Il était trop tard : Heathcliff l’avait saisie.

— Maintenant, va-t’en, toi, dit-il à Earnshaw. Maudite sorcière ! Cette fois-ci elle m’a provoqué à un moment où je ne pouvais le supporter ; elle s’en repentira jusqu’à la fin de ses jours.

Il tenait ses cheveux dans sa main. Hareton essaya de les dégager, le suppliant de l’épargner pour cette fois. Les yeux noirs de Heathcliff étincelaient ; il semblait prêt à mettre Catherine en pièces, et j’allais me risquer à venir à son secours, quand tout à coup ses doigts se relâchèrent ; il abandonna sa tête pour la prendre par le bras, et la regarda fixement.
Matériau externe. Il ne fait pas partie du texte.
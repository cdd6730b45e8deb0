//! Postgres-backed document store.
//!
//! All guilds share one `documents` table; each row carries the guild id and
//! the logical table name, and the record itself lives in a JSONB column.
//! Filters become JSONB containment (`doc @> filter`).

use async_trait::async_trait;
use sqlx::types::Json;
use sqlx::PgPool;

use super::document::{Document, DocumentStore, Filter};
use crate::error::StorageError;
use crate::types::TenantId;

/// Logical store for one guild inside the shared `documents` table.
#[derive(Clone)]
pub struct PgStore {
    pool: PgPool,
    tenant: TenantId,
}

impl PgStore {
    pub fn new(pool: PgPool, tenant: TenantId) -> Self {
        Self { pool, tenant }
    }

    const fn tenant_key(&self) -> i64 {
        self.tenant.0 as i64
    }
}

/// Guild ids that own at least one document.
pub(super) async fn known_tenants(pool: &PgPool) -> Result<Vec<TenantId>, StorageError> {
    let rows: Vec<(i64,)> =
        sqlx::query_as("SELECT DISTINCT tenant_id FROM documents ORDER BY tenant_id")
            .fetch_all(pool)
            .await?;
    Ok(rows.into_iter().map(|(id,)| TenantId(id as u64)).collect())
}

#[async_trait]
impl DocumentStore for PgStore {
    #[tracing::instrument(skip(self), fields(tenant = %self.tenant))]
    async fn all(&self, table: &str) -> Result<Vec<Document>, StorageError> {
        let rows: Vec<(Json<Document>,)> = sqlx::query_as(
            "SELECT doc FROM documents WHERE tenant_id = $1 AND table_name = $2 ORDER BY id",
        )
        .bind(self.tenant_key())
        .bind(table)
        .fetch_all(&self.pool)
        .await?;

        Ok(rows.into_iter().map(|(Json(doc),)| doc).collect())
    }

    #[tracing::instrument(skip(self), fields(tenant = %self.tenant))]
    async fn search(&self, table: &str, filter: &Filter) -> Result<Vec<Document>, StorageError> {
        let rows: Vec<(Json<Document>,)> = sqlx::query_as(
            r"
            SELECT doc FROM documents
            WHERE tenant_id = $1 AND table_name = $2 AND doc @> $3
            ORDER BY id
            ",
        )
        .bind(self.tenant_key())
        .bind(table)
        .bind(Json(filter.to_document()))
        .fetch_all(&self.pool)
        .await?;

        Ok(rows.into_iter().map(|(Json(doc),)| doc).collect())
    }

    #[tracing::instrument(skip(self, doc), fields(tenant = %self.tenant))]
    async fn upsert(
        &self,
        table: &str,
        doc: Document,
        filter: &Filter,
    ) -> Result<(), StorageError> {
        let mut tx = self.pool.begin().await?;

        let updated = sqlx::query(
            r"
            UPDATE documents SET doc = doc || $4
            WHERE tenant_id = $1 AND table_name = $2 AND doc @> $3
            ",
        )
        .bind(self.tenant_key())
        .bind(table)
        .bind(Json(filter.to_document()))
        .bind(Json(&doc))
        .execute(&mut *tx)
        .await?
        .rows_affected();

        if updated == 0 {
            sqlx::query("INSERT INTO documents (tenant_id, table_name, doc) VALUES ($1, $2, $3)")
                .bind(self.tenant_key())
                .bind(table)
                .bind(Json(&doc))
                .execute(&mut *tx)
                .await?;
        }

        tx.commit().await?;
        Ok(())
    }

    #[tracing::instrument(skip(self), fields(tenant = %self.tenant))]
    async fn remove(&self, table: &str, filter: &Filter) -> Result<u64, StorageError> {
        let removed = sqlx::query(
            "DELETE FROM documents WHERE tenant_id = $1 AND table_name = $2 AND doc @> $3",
        )
        .bind(self.tenant_key())
        .bind(table)
        .bind(Json(filter.to_document()))
        .execute(&self.pool)
        .await?
        .rows_affected();

        Ok(removed)
    }
}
Puis il lui mit la main sur les yeux, resta un moment immobile comme s’il cherchait à retrouver ses esprits et, se tournant de nouveau vers Catherine, dit avec un calme affecté :

— Il faut que vous appreniez à éviter de me mettre en colère, ou je finirai vraiment par vous tuer, un jour ! Allez avec Mrs Dean et restez avec elle ; gardez pour elle vos insolences. Quant à Hareton Earnshaw, si je le vois vous écouter, je l’enverrai chercher son pain là où il pourra le trouver. Votre amour fera de lui un proscrit et un mendiant. Nelly, emmenez-la ; et laissez-moi tous. Laissez-moi !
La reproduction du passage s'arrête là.